Practice Using Transition Words

Transition words hold writing together. They help readers understand the connections between ideas or events. They explain the author’s thinking and show the path to his/her conclusions. That’s why it’s important to understand their meanings and use.

Types of Transitional Words (with examples)

Examples of different types of transition words

·       Additive words show a continuation or extension of the author’s point. Examples: also, and, for example, furthermore, in addition, likewise, moreover

·       Sequencing words show the order of events: first, second, third (etc.), before, after, after that, later, next, last, finally

·       Cause and effect words show causal relationships. Some examples: as a result, because (of), consequently, it follows that, since, so, therefore, thus

·       Contrast words mark a different perspective.
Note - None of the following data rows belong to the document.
use std::env;
use std::path::PathBuf;
use thiserror::Error;

pub mod cors;
pub mod security;

pub use cors::create_cors_layer;
pub use security::create_security_headers_layer;

const DEFAULT_PORT: u16 = 3001;
const DEFAULT_PUBLIC_BASE_URL: &str = "http://localhost:3001";
const DEFAULT_FRONTEND_URL: &str = "http://localhost:5173";
const DEFAULT_MAIL_FROM: &str = "Art Connect <no-reply@artconnect.local>";
const DEFAULT_SMTP_PORT: u16 = 587;

#[derive(Debug, Error)]
pub enum ConfigError {
    #[error("{0} must be set")]
    Missing(&'static str),

    #[error("{name} has an invalid value '{value}'")]
    Invalid { name: &'static str, value: String },
}

#[derive(Debug, Clone)]
pub struct SmtpConfig {
    pub host: String,
    pub port: u16,
    pub username: Option<String>,
    pub password: Option<String>,
}

#[derive(Debug, Clone)]
pub struct Config {
    pub database_url: String,
    pub port: u16,
    /// Key for ticket scan tokens. Rotating it invalidates every printed ticket.
    pub app_secret: String,
    pub jwt_secret: String,
    /// Where this API is reachable from a phone scanning a ticket.
    pub public_base_url: String,
    /// Web client; payment and scan redirects land there.
    pub frontend_url: String,
    pub stripe_secret_key: Option<String>,
    pub stripe_webhook_secret: Option<String>,
    pub public_dir: PathBuf,
    pub mail_from: String,
    pub smtp: Option<SmtpConfig>,
    pub production: bool,
}

impl Config {
    pub fn from_env() -> Result<Self, ConfigError> {
        let smtp = match optional("SMTP_HOST") {
            Some(host) => Some(SmtpConfig {
                host,
                port: parse_or("SMTP_PORT", DEFAULT_SMTP_PORT)?,
                username: optional("SMTP_USERNAME"),
                password: optional("SMTP_PASSWORD"),
            }),
            None => None,
        };

        Ok(Self {
            database_url: required("DATABASE_URL")?,
            port: parse_or("PORT", DEFAULT_PORT)?,
            app_secret: required("APP_SECRET")?,
            jwt_secret: required("JWT_SECRET")?,
            public_base_url: trim_url(
                optional("PUBLIC_BASE_URL").unwrap_or_else(|| DEFAULT_PUBLIC_BASE_URL.to_string()),
            ),
            frontend_url: trim_url(
                optional("FRONTEND_URL").unwrap_or_else(|| DEFAULT_FRONTEND_URL.to_string()),
            ),
            stripe_secret_key: optional("STRIPE_SECRET_KEY"),
            stripe_webhook_secret: optional("STRIPE_WEBHOOK_SECRET"),
            public_dir: optional("PUBLIC_DIR")
                .map(PathBuf::from)
                .unwrap_or_else(|| PathBuf::from("./public")),
            mail_from: optional("MAIL_FROM").unwrap_or_else(|| DEFAULT_MAIL_FROM.to_string()),
            smtp,
            production: env::var("RUST_ENV")
                .map(|v| v.to_lowercase() == "production")
                .unwrap_or(false),
        })
    }
}

fn optional(name: &'static str) -> Option<String> {
    env::var(name)
        .ok()
        .map(|v| v.trim().to_string())
        .filter(|v| !v.is_empty())
}

fn required(name: &'static str) -> Result<String, ConfigError> {
    optional(name).ok_or(ConfigError::Missing(name))
}

fn parse_or(name: &'static str, default: u16) -> Result<u16, ConfigError> {
    match optional(name) {
        Some(value) => value
            .parse()
            .map_err(|_| ConfigError::Invalid { name, value }),
        None => Ok(default),
    }
}

fn trim_url(url: String) -> String {
    url.trim_end_matches('/').to_string()
}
They modify or even disagree with what was stated before. Examples: but, however, instead, nevertheless, on the other hand, still

·       Some contrast words warn the reader that what follows is not the whole story, but an exception. Examples: although, even though, despite, even if, in spite of, though, while

These words are often used to admit that an opposing argument has some truth before showing that other factors are more important. Most of these words mean the same thing, though they fill different places in the sentence. (See "How to Use These Transition Words" below.)

How to Use These Transition Words

Using Adverb Transitions

Many of these words or phrases can stand alone as adverbs. (They modify or explain the whole sentence or phrase): also, for example, furthermore, in addition, likewise, moreover; first, second, third (etc.), later, next, last, finally, as a result, consequently, therefore, thus, however, instead, nevertheless, on the other hand, still.

Here are two example paragraphs.

Music lessons can benefit children in several ways. First, they introduce children to a potentially lifelong source of pleasure. They also teach rhythm, sensitivity to nuance, teamwork, and other values. Furthermore (or Moreover), there is evidence they can train the ear and help with language learning. As a result, parents should see the lessons as an investment, not just an expense.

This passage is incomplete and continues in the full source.